For most South African nonprofits, the worst part of Section 18A season isn’t issuing the certificates. It’s the spreadsheet hunt that has to happen first. Sorting, filtering, identifying who’s missing what, then chasing each one of them by email. A few hundred donors and that work alone fills a week.
We’ve shipped two new tools that take that week and turn it into an afternoon.
Tool 1: Incomplete Profiles report
Open Reports → Tax and Compliance → Incomplete Profiles.
You get a single view of every donor with a missing Section 18A required field. The sidebar filters by missing field type (Email, Phone, Address, Postal Code, ID/Registration, Tax Number) and by tax year. Set “Section 18A Required: Yes” and pick the current tax year, and the list collapses to exactly the people you need to chase.
Each row shows a check or a cross per required field. No more eyeballing a spreadsheet. If you have the info on hand, you can click the cross and fill it in directly. The next time you issue a certificate for that donor, the new value is already there.
Export the whole list to Excel if your team prefers to work in a sheet. The point isn’t the format. The point is that the data hunt is now one screen instead of five.
Tool 2: Bulk donor info requests
Most missing data isn’t on your desk. It’s in the donor’s head. So we built a way to ask all of them at once.
From the Incomplete Profiles report, click Request Donor Updates.
A compose modal opens with a default template ready to send. Three live counters tell you what’s about to happen:
- N donors will receive a personalised info request (the actual send count after suppression and cooldown)
- Skipped (donors with no email address or who are suppressed)
- Recently emailed (anyone we’ve already chased in the last 7 days)
You can edit the subject and body, send a test to yourself, preview the personalised result for the first recipient, then queue the batch. There’s a 30-second undo window if you click Send and panic.
Each email contains a personalised, 7-day-expiring link to a branded form.
The form is mobile-friendly, pre-filled with whatever the system already has, and runs validation as the donor types. Income tax numbers are checked against the SARS format. ID numbers are checked for the correct check digit. We see a lot of nonprofits getting handed VAT numbers or PAYE numbers when they ask for a tax number. The form rejects those and tells the donor to enter the right one before they can submit.
If they need to send you something instead of typing it (a copy of an invoice, a confirmation letter), they can. The form lets them upload supporting documents.
What happens when they reply
Submissions land in a Donor Updates queue on your donors page.
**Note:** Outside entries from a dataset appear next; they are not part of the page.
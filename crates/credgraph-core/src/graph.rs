//! # Graph
//!
//! Content-addressed graph of nodes and edges.
//!
//! Every entity is keyed by its address. Graphs built independently (one per
//! activity source) are combined with [`Graph::merge`], which fails rather than
//! choose between two different entities claiming the same address.
//!
//! All storage uses `BTreeMap`, so iteration is address-ordered and stable.

use crate::address::{EdgeAddress, NodeAddress};
use crate::CredError;
use serde::{Deserialize, Serialize};
use std::collections::BTreeMap;

// =============================================================================
// ENTITIES
// =============================================================================

/// A graph node.
#[derive(Debug, Clone, PartialEq, Eq, Serialize, Deserialize)]
pub struct Node {
    /// Identity of the node.
    pub address: NodeAddress,
    /// Human-readable description (markdown in most sources).
    pub description: String,
    /// Creation time, if the node corresponds to a dated event.
    pub timestamp_ms: Option<i64>,
}

impl Node {
    /// Create a new node.
    #[must_use]
    pub fn new(address: NodeAddress, description: impl Into<String>, timestamp_ms: Option<i64>) -> Self {
        Self {
            address,
            description: description.into(),
            timestamp_ms,
        }
    }
}

/// A directed graph edge between two nodes.
#[derive(Debug, Clone, PartialEq, Eq, Serialize, Deserialize)]
pub struct Edge {
    /// Identity of the edge.
    pub address: EdgeAddress,
    /// Source node.
    pub src: NodeAddress,
    /// Destination node.
    pub dst: NodeAddress,
    /// Time the relationship was created.
    pub timestamp_ms: i64,
}

impl Edge {
    /// Create a new edge.
    #[must_use]
    pub fn new(address: EdgeAddress, src: NodeAddress, dst: NodeAddress, timestamp_ms: i64) -> Self {
        Self {
            address,
            src,
            dst,
            timestamp_ms,
        }
    }
}

// =============================================================================
// GRAPH
// =============================================================================

/// A set of nodes and edges keyed by address.
///
/// Built with [`Graph::add_node`] / [`Graph::add_edge`], then treated as frozen.
/// Equality is structural.
#[derive(Debug, Clone, Default, PartialEq, Eq)]
pub struct Graph {
    nodes: BTreeMap<NodeAddress, Node>,
    edges: BTreeMap<EdgeAddress, Edge>,
}

impl Graph {
    /// Create a new empty graph.
    #[must_use]
    pub fn new() -> Self {
        Self::default()
    }

    /// Add a node.
    ///
    /// Re-adding an identical node is a no-op; adding different content under
    /// an existing address fails.
    pub fn add_node(&mut self, node: Node) -> Result<(), CredError> {
        match self.nodes.get(&node.address) {
            Some(existing) if *existing == node => Ok(()),
            Some(_) => Err(CredError::MergeConflict {
                address: node.address.to_string(),
            }),
            None => {
                self.nodes.insert(node.address.clone(), node);
                Ok(())
            }
        }
    }

    /// Add an edge. Both endpoints must already be nodes of this graph.
    pub fn add_edge(&mut self, edge: Edge) -> Result<(), CredError> {
        for endpoint in [&edge.src, &edge.dst] {
            if !self.nodes.contains_key(endpoint) {
                return Err(CredError::DanglingEdge {
                    edge: edge.address.to_string(),
                    endpoint: endpoint.to_string(),
                });
            }
        }
        match self.edges.get(&edge.address) {
            Some(existing) if *existing == edge => Ok(()),
            Some(_) => Err(CredError::MergeConflict {
                address: edge.address.to_string(),
            }),
            None => {
                self.edges.insert(edge.address.clone(), edge);
                Ok(())
            }
        }
    }

    /// Union of several graphs.
    ///
    /// Any address present in more than one input must carry identical
    /// content everywhere, otherwise the whole merge fails naming that
    /// address. Inputs are only borrowed. `merge([])` is the empty graph.
    pub fn merge<'a, I>(graphs: I) -> Result<Self, CredError>
    where
        I: IntoIterator<Item = &'a Graph>,
    {
        let mut merged = Self::new();
        for graph in graphs {
            for node in graph.nodes.values() {
                merged.add_node(node.clone())?;
            }
            for edge in graph.edges.values() {
                merged.add_edge(edge.clone())?;
            }
        }
        Ok(merged)
    }

    /// Look up a node.
    #[must_use]
    pub fn node(&self, address: &NodeAddress) -> Option<&Node> {
        self.nodes.get(address)
    }

    /// Look up an edge.
    #[must_use]
    pub fn edge(&self, address: &EdgeAddress) -> Option<&Edge> {
        self.edges.get(address)
    }

    /// Check if the graph contains a node.
    #[must_use]
    pub fn contains_node(&self, address: &NodeAddress) -> bool {
        self.nodes.contains_key(address)
    }

    /// Check if the graph contains an edge.
    #[must_use]
    pub fn contains_edge(&self, address: &EdgeAddress) -> bool {
        self.edges.contains_key(address)
    }

    /// All nodes in address order.
    pub fn nodes(&self) -> impl Iterator<Item = &Node> {
        self.nodes.values()
    }

    /// All edges in address order.
    pub fn edges(&self) -> impl Iterator<Item = &Edge> {
        self.edges.values()
    }

    /// Nodes whose address starts with `prefix`.
    ///
    /// Addresses sharing a prefix are contiguous in address order, so this is
    /// a range scan.
    pub fn nodes_with_prefix<'a>(&'a self, prefix: &'a NodeAddress) -> impl Iterator<Item = &'a Node> + 'a {
        self.nodes
            .range(prefix..)
            .take_while(move |(address, _)| address.has_prefix(prefix))
            .map(|(_, node)| node)
    }

    /// Edges whose address starts with `prefix`.
    pub fn edges_with_prefix<'a>(&'a self, prefix: &'a EdgeAddress) -> impl Iterator<Item = &'a Edge> + 'a {
        self.edges
            .range(prefix..)
            .take_while(move |(address, _)| address.has_prefix(prefix))
            .map(|(_, edge)| edge)
    }

    /// Edges with `node` as source or destination, in edge address order.
    /// Loops appear once.
    pub fn adjacent_edges<'a>(&'a self, node: &'a NodeAddress) -> impl Iterator<Item = &'a Edge> + 'a {
        self.edges
            .values()
            .filter(move |edge| edge.src == *node || edge.dst == *node)
    }

    /// Total number of nodes.
    #[must_use]
    pub fn node_count(&self) -> usize {
        self.nodes.len()
    }

    /// Total number of edges.
    #[must_use]
    pub fn edge_count(&self) -> usize {
        self.edges.len()
    }
}

// =============================================================================
// SERIALIZATION
// =============================================================================

/// Serializable form of a graph: address-sorted node and edge lists.
#[derive(Debug, Clone, PartialEq, Eq, Serialize, Deserialize)]
pub struct SerializableGraph {
    /// Nodes in address order.
    pub nodes: Vec<Node>,
    /// Edges in address order.
    #[serde(default)]
    pub edges: Vec<Edge>,
}

impl From<&Graph> for SerializableGraph {
    fn from(graph: &Graph) -> Self {
        Self {
            nodes: graph.nodes().cloned().collect(),
            edges: graph.edges().cloned().collect(),
        }
    }
}

impl TryFrom<SerializableGraph> for Graph {
    type Error = CredError;

    /// Rebuild a graph, re-validating endpoints and address uniqueness.
    ///
    /// A serialized graph lists each address once; a repeated entry is
    /// rejected even when identical.
    fn try_from(sg: SerializableGraph) -> Result<Self, Self::Error> {
        let mut graph = Self::new();
        for node in sg.nodes {
            if graph.contains_node(&node.address) {
                return Err(CredError::DuplicateAddress(node.address.to_string()));
            }
            graph.add_node(node)?;
        }
        for edge in sg.edges {
            if graph.contains_edge(&edge.address) {
                return Err(CredError::DuplicateAddress(edge.address.to_string()));
            }
            graph.add_edge(edge)?;
        }
        Ok(graph)
    }
}

// =============================================================================
// TESTS
// =============================================================================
You see who submitted what. You can review individually, or select all and save in bulk. If the system detects a duplicate (same ID number, different name, etc.) it surfaces a merge prompt rather than silently overwriting.
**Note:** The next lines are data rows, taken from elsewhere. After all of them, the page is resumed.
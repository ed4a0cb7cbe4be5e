//! # Addresses
//!
//! Kind-tagged, hierarchical identities for graph entities.
//!
//! An address is an ordered sequence of string parts plus a kind (node or
//! edge). It is stored as a single encoded string:
//!
//! ```text
//! N \0 part \0 part \0 ...      node address
//! E \0 part \0 part \0 ...      edge address
//! ```
//!
//! Every part is terminated by the separator, so prefix tests on the encoding
//! are component-aligned: `N\0foo\0` is not a prefix of `N\0foobar\0baz\0`.
//!
//! ## Kinds
//!
//! Node and edge addresses are distinct static types ([`NodeAddress`],
//! [`EdgeAddress`]). Where the kind is only known at run time (decoded wire
//! data, user input) use [`AnyAddress`] and convert with
//! [`AnyAddress::assert_kind`], which is the one place kinds are checked.

use crate::primitives::{ADDRESS_SEPARATOR, EDGE_TAG, NODE_TAG};
use crate::CredError;
use serde::{Deserialize, Deserializer, Serialize, Serializer};
use std::fmt;
use std::hash::Hash;
use std::marker::PhantomData;

// =============================================================================
// KINDS
// =============================================================================

/// Run-time discriminant of an address.
#[derive(Debug, Clone, Copy, PartialEq, Eq, PartialOrd, Ord, Hash, Serialize, Deserialize)]
#[serde(rename_all = "SCREAMING_SNAKE_CASE")]
pub enum Kind {
    /// Identifies a node.
    Node,
    /// Identifies an edge.
    Edge,
}

impl Kind {
    /// The tag character that starts every encoding of this kind.
    #[must_use]
    pub const fn tag(self) -> char {
        match self {
            Self::Node => NODE_TAG,
            Self::Edge => EDGE_TAG,
        }
    }

    /// Human-readable type name used in messages.
    #[must_use]
    pub const fn name(self) -> &'static str {
        match self {
            Self::Node => "NodeAddress",
            Self::Edge => "EdgeAddress",
        }
    }

    fn from_tag(tag: char) -> Option<Self> {
        match tag {
            NODE_TAG => Some(Self::Node),
            EDGE_TAG => Some(Self::Edge),
            _ => None,
        }
    }
}

impl fmt::Display for Kind {
    fn fmt(&self, f: &mut fmt::Formatter<'_>) -> fmt::Result {
        f.write_str(self.name())
    }
}

mod sealed {
    pub trait Sealed {}
    impl Sealed for super::NodeKind {}
    impl Sealed for super::EdgeKind {}
}

/// Static marker for an address kind.
///
/// Sealed: only [`NodeKind`] and [`EdgeKind`] exist.
pub trait AddressKind:
    sealed::Sealed + Copy + Eq + Ord + Hash + Default + Send + Sync + 'static
{
    /// The run-time kind this marker stands for.
    const KIND: Kind;
}

/// Marker for node addresses.
#[derive(Debug, Clone, Copy, PartialEq, Eq, PartialOrd, Ord, Hash, Default)]
pub struct NodeKind;

/// Marker for edge addresses.
#[derive(Debug, Clone, Copy, PartialEq, Eq, PartialOrd, Ord, Hash, Default)]
pub struct EdgeKind;

impl AddressKind for NodeKind {
    const KIND: Kind = Kind::Node;
}

impl AddressKind for EdgeKind {
    const KIND: Kind = Kind::Edge;
}

/// The single kind check. Every conversion from untyped to typed data goes
/// through here.
fn check_kind(actual: Kind, expected: Kind, label: Option<&str>) -> Result<(), CredError> {
    if actual == expected {
        Ok(())
    } else {
        Err(CredError::WrongKind {
            expected,
            actual,
            label: label.map(str::to_owned),
        })
    }
}

// =============================================================================
// TYPED ADDRESS
// =============================================================================

/// An address of statically known kind.
///
/// Equality, ordering and hashing are structural over the encoding, which is
/// injective in (kind, parts).
#[derive(Clone, PartialEq, Eq, PartialOrd, Ord, Hash)]
pub struct Address<K: AddressKind> {
    encoded: String,
    kind: PhantomData<K>,
}

/// Address of a graph node.
pub type NodeAddress = Address<NodeKind>;

/// Address of a graph edge.
pub type EdgeAddress = Address<EdgeKind>;

impl<K: AddressKind> Address<K> {
    /// Build an address from its parts.
    ///
    /// Fails if any part contains the separator byte.
    pub fn from_parts<I, S>(parts: I) -> Result<Self, CredError>
    where
        I: IntoIterator<Item = S>,
        S: AsRef<str>,
    {
        let mut encoded = String::with_capacity(2);
        encoded.push(K::KIND.tag());
        encoded.push(ADDRESS_SEPARATOR);
        for part in parts {
            push_part(&mut encoded, part.as_ref())?;
        }
        Ok(Self::from_encoded_unchecked(encoded))
    }

    /// The address with no parts. A prefix of every address of this kind.
    #[must_use]
    pub fn empty() -> Self {
        let mut encoded = String::with_capacity(2);
        encoded.push(K::KIND.tag());
        encoded.push(ADDRESS_SEPARATOR);
        Self::from_encoded_unchecked(encoded)
    }

    /// Decode a raw encoding, requiring it to be of kind `K`.
    ///
    /// `label` is included in the error message on a kind mismatch.
    pub fn from_encoded(raw: &str, label: Option<&str>) -> Result<Self, CredError> {
        AnyAddress::from_encoded(raw)?.assert_kind(label)
    }

    fn from_encoded_unchecked(encoded: String) -> Self {
        Self {
            encoded,
            kind: PhantomData,
        }
    }

    /// The kind of this address.
    #[must_use]
    pub const fn kind(&self) -> Kind {
        K::KIND
    }

    /// The raw encoding. Stable; suitable as a storage key.
    #[must_use]
    pub fn encoded(&self) -> &str {
        &self.encoded
    }

    /// Borrowed view of the parts.
    #[must_use]
    pub fn parts(&self) -> Vec<&str> {
        split_parts(&self.encoded)
    }

    /// Owned copy of the parts.
    #[must_use]
    pub fn to_parts(&self) -> Vec<String> {
        self.parts().into_iter().map(str::to_owned).collect()
    }

    /// Number of parts.
    #[must_use]
    pub fn len(&self) -> usize {
        self.encoded
            .chars()
            .filter(|c| *c == ADDRESS_SEPARATOR)
            .count()
            .saturating_sub(1)
    }

    /// True for the address with no parts.
    #[must_use]
    pub fn is_empty(&self) -> bool {
        self.len() == 0
    }

    /// A new address with `extra` parts appended.
    ///
    /// Equivalent to `from_parts(self.parts() ++ extra)`.
    pub fn append<I, S>(&self, extra: I) -> Result<Self, CredError>
    where
        I: IntoIterator<Item = S>,
        S: AsRef<str>,
    {
        let mut encoded = self.encoded.clone();
        for part in extra {
            push_part(&mut encoded, part.as_ref())?;
        }
        Ok(Self::from_encoded_unchecked(encoded))
    }

    /// True iff `prefix`'s parts equal the leading parts of `self`.
    #[must_use]
    pub fn has_prefix(&self, prefix: &Self) -> bool {
        self.encoded.starts_with(&prefix.encoded)
    }

    /// Forget the static kind.
    #[must_use]
    pub fn into_any(self) -> AnyAddress {
        match K::KIND {
            Kind::Node => AnyAddress::Node(Address::from_encoded_unchecked(self.encoded)),
            Kind::Edge => AnyAddress::Edge(Address::from_encoded_unchecked(self.encoded)),
        }
    }
}

impl<K: AddressKind> fmt::Display for Address<K> {
    fn fmt(&self, f: &mut fmt::Formatter<'_>) -> fmt::Result {
        write!(f, "{}[", K::KIND.name())?;
        for (i, part) in self.parts().iter().enumerate() {
            if i > 0 {
                f.write_str(",")?;
            }
            write!(f, "{:?}", part)?;
        }
        f.write_str("]")
    }
}

impl<K: AddressKind> fmt::Debug for Address<K> {
    fn fmt(&self, f: &mut fmt::Formatter<'_>) -> fmt::Result {
        fmt::Display::fmt(self, f)
    }
}

fn push_part(encoded: &mut String, part: &str) -> Result<(), CredError> {
    if part.contains(ADDRESS_SEPARATOR) {
        return Err(CredError::InvalidAddress(format!(
            "part {:?} contains the separator",
            part
        )));
    }
    encoded.push_str(part);
    encoded.push(ADDRESS_SEPARATOR);
    Ok(())
}

/// Split a validated encoding into parts.
fn split_parts(encoded: &str) -> Vec<&str> {
    let mut chars = encoded.chars();
    chars.next();
    chars.next();
    match chars.as_str().strip_suffix(ADDRESS_SEPARATOR) {
        Some(body) => body.split(ADDRESS_SEPARATOR).collect(),
        None => Vec::new(),
    }
}

// =============================================================================
// UNTYPED ADDRESS
// =============================================================================

/// An address whose kind is known only at run time.
#[derive(Debug, Clone, PartialEq, Eq, PartialOrd, Ord, Hash)]
pub enum AnyAddress {
    /// A node address.
    Node(NodeAddress),
    /// An edge address.
    Edge(EdgeAddress),
}

impl AnyAddress {
    /// Build an address of the given kind from its parts.
    pub fn make<I, S>(kind: Kind, parts: I) -> Result<Self, CredError>
    where
        I: IntoIterator<Item = S>,
        S: AsRef<str>,
    {
        Ok(match kind {
            Kind::Node => Self::Node(NodeAddress::from_parts(parts)?),
            Kind::Edge => Self::Edge(EdgeAddress::from_parts(parts)?),
        })
    }

    /// Decode a raw encoding of either kind.
    ///
    /// Rejects anything that is not `<tag>\0` followed by zero or more
    /// separator-terminated parts.
    pub fn from_encoded(raw: &str) -> Result<Self, CredError> {
        let bad = || CredError::InvalidAddress(format!("{:?} is not an encoded address", raw));
        let mut chars = raw.chars();
        let kind = chars.next().and_then(Kind::from_tag).ok_or_else(bad)?;
        if chars.next() != Some(ADDRESS_SEPARATOR) {
            return Err(bad());
        }
        let body = chars.as_str();
        if !body.is_empty() && !body.ends_with(ADDRESS_SEPARATOR) {
            return Err(bad());
        }
        Ok(match kind {
            Kind::Node => Self::Node(Address::from_encoded_unchecked(raw.to_owned())),
            Kind::Edge => Self::Edge(Address::from_encoded_unchecked(raw.to_owned())),
        })
    }

    /// The kind of this address.
    #[must_use]
    pub fn kind(&self) -> Kind {
        match self {
            Self::Node(_) => Kind::Node,
            Self::Edge(_) => Kind::Edge,
        }
    }

    /// The raw encoding.
    #[must_use]
    pub fn encoded(&self) -> &str {
        match self {
            Self::Node(a) => a.encoded(),
            Self::Edge(a) => a.encoded(),
        }
    }

    /// Owned copy of the parts.
    #[must_use]
    pub fn to_parts(&self) -> Vec<String> {
        split_parts(self.encoded())
            .into_iter()
            .map(str::to_owned)
            .collect()
    }

    /// Append parts, requiring this address to be of kind `expected`.
    pub fn append<I, S>(&self, expected: Kind, extra: I) -> Result<Self, CredError>
    where
        I: IntoIterator<Item = S>,
        S: AsRef<str>,
    {
        check_kind(self.kind(), expected, None)?;
        Ok(match self {
            Self::Node(a) => Self::Node(a.append(extra)?),
            Self::Edge(a) => Self::Edge(a.append(extra)?),
        })
    }

    /// Prefix test across untyped addresses. Both must share a kind.
    pub fn has_prefix(&self, prefix: &Self) -> Result<bool, CredError> {
        check_kind(prefix.kind(), self.kind(), Some("prefix"))?;
        Ok(self.encoded().starts_with(prefix.encoded()))
    }

    /// Diagnostic rendering, requiring this address to be of kind `expected`.
    pub fn to_display_string(&self, expected: Kind) -> Result<String, CredError> {
        check_kind(self.kind(), expected, None)?;
        Ok(self.to_string())
    }

    /// Narrow to a typed address, failing with a labelled error on the
    /// wrong kind.
    pub fn assert_kind<K: AddressKind>(self, label: Option<&str>) -> Result<Address<K>, CredError> {
        check_kind(self.kind(), K::KIND, label)?;
        let encoded = match self {
            Self::Node(a) => a.encoded,
            Self::Edge(a) => a.encoded,
        };
        Ok(Address::from_encoded_unchecked(encoded))
    }
}

impl fmt::Display for AnyAddress {
    fn fmt(&self, f: &mut fmt::Formatter<'_>) -> fmt::Result {
        match self {
            Self::Node(a) => fmt::Display::fmt(a, f),
            Self::Edge(a) => fmt::Display::fmt(a, f),
        }
    }
}

impl From<NodeAddress> for AnyAddress {
    fn from(address: NodeAddress) -> Self {
        Self::Node(address)
    }
}

impl From<EdgeAddress> for AnyAddress {
    fn from(address: EdgeAddress) -> Self {
        Self::Edge(address)
    }
}

// =============================================================================
// WIRE FORM
// =============================================================================

/// Self-describing serialized form of an address: its kind and its parts.
///
/// Serialization formats have no nominal types, so every decode re-checks the
/// kind against the one the reader expects.
#[derive(Debug, Clone, PartialEq, Eq, Serialize, Deserialize)]
pub struct WireAddress {
    /// Address kind.
    pub kind: Kind,
    /// Address parts, in order.
    pub parts: Vec<String>,
}

impl WireAddress {
    /// Decode into a typed address of kind `K`.
    pub fn into_address<K: AddressKind>(self, label: Option<&str>) -> Result<Address<K>, CredError> {
        check_kind(self.kind, K::KIND, label)?;
        Address::from_parts(self.parts)
    }

    /// Decode into an untyped address.
    pub fn into_any(self) -> Result<AnyAddress, CredError> {
        AnyAddress::make(self.kind, self.parts)
    }
}

impl<K: AddressKind> From<&Address<K>> for WireAddress {
    fn from(address: &Address<K>) -> Self {
        Self {
            kind: K::KIND,
            parts: address.to_parts(),
        }
    }
}

impl From<&AnyAddress> for WireAddress {
    fn from(address: &AnyAddress) -> Self {
        Self {
            kind: address.kind(),
            parts: address.to_parts(),
        }
    }
}

impl<K: AddressKind> Serialize for Address<K> {
    fn serialize<S: Serializer>(&self, serializer: S) -> Result<S::Ok, S::Error> {
        WireAddress::from(self).serialize(serializer)
    }
}

impl<'de, K: AddressKind> Deserialize<'de> for Address<K> {
    fn deserialize<D: Deserializer<'de>>(deserializer: D) -> Result<Self, D::Error> {
        WireAddress::deserialize(deserializer)?
            .into_address(None)
            .map_err(serde::de::Error::custom)
    }
}

impl Serialize for AnyAddress {
    fn serialize<S: Serializer>(&self, serializer: S) -> Result<S::Ok, S::Error> {
        WireAddress::from(self).serialize(serializer)
    }
}

impl<'de> Deserialize<'de> for AnyAddress {
    fn deserialize<D: Deserializer<'de>>(deserializer: D) -> Result<Self, D::Error> {
        WireAddress::deserialize(deserializer)?
            .into_any()
            .map_err(serde::de::Error::custom)
    }
}

// =============================================================================
// TESTS
// =============================================================================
A separate Outstanding Requests tab tracks everything you’ve sent. Active links, expired links, who replied, who didn’t.
You can refresh expired links from here and chase non-responders without leaving the page.
How the time math actually works
A 500-donor nonprofit with 80 incomplete profiles. Old workflow:
- Export to spreadsheet, sort by missing fields: ~30 min
- Compose 80 personalised emails: ~4 hours
- Wait for replies, transcribe them back into the donor records: ~3 days of back-and-forth
- Realise 12 of them sent VAT numbers instead of income tax numbers, redo: ~2 hours
New workflow:
- Open Incomplete Profiles, filter, click Request Donor Updates: ~2 min
- 80 personalised emails go out
- Donors self-serve a validated form (no VAT number gets through)
- Bulk-save the responses as they come in: ~10 min total
You don’t get faster donors with this. You get less of your time spent on data plumbing.
Who this is for
Every nonprofit issuing Section 18A certificates needs clean donor data. But this saves the most time if:
- You have more than 100 donors
- You’re approaching the 31 May IT3(d) deadline
- You’ve been pulling the same Excel sheet for years and you know there has to be a better way
It’s available on all plans. Bulk info requests are gated by Manage Donors permission.
Try it before you need it
Section 18A season is unforgiving when the data isn’t ready. The two-week panic in May exists because the data hunt is hard. We made it easier so the panic is shorter, smaller, and ideally not there at all.
Log in and head to Reports → Tax and Compliance → Incomplete Profiles. If you’ve never touched it, run a filter for your current tax year. You’ll know in 30 seconds whether you have a problem to solve.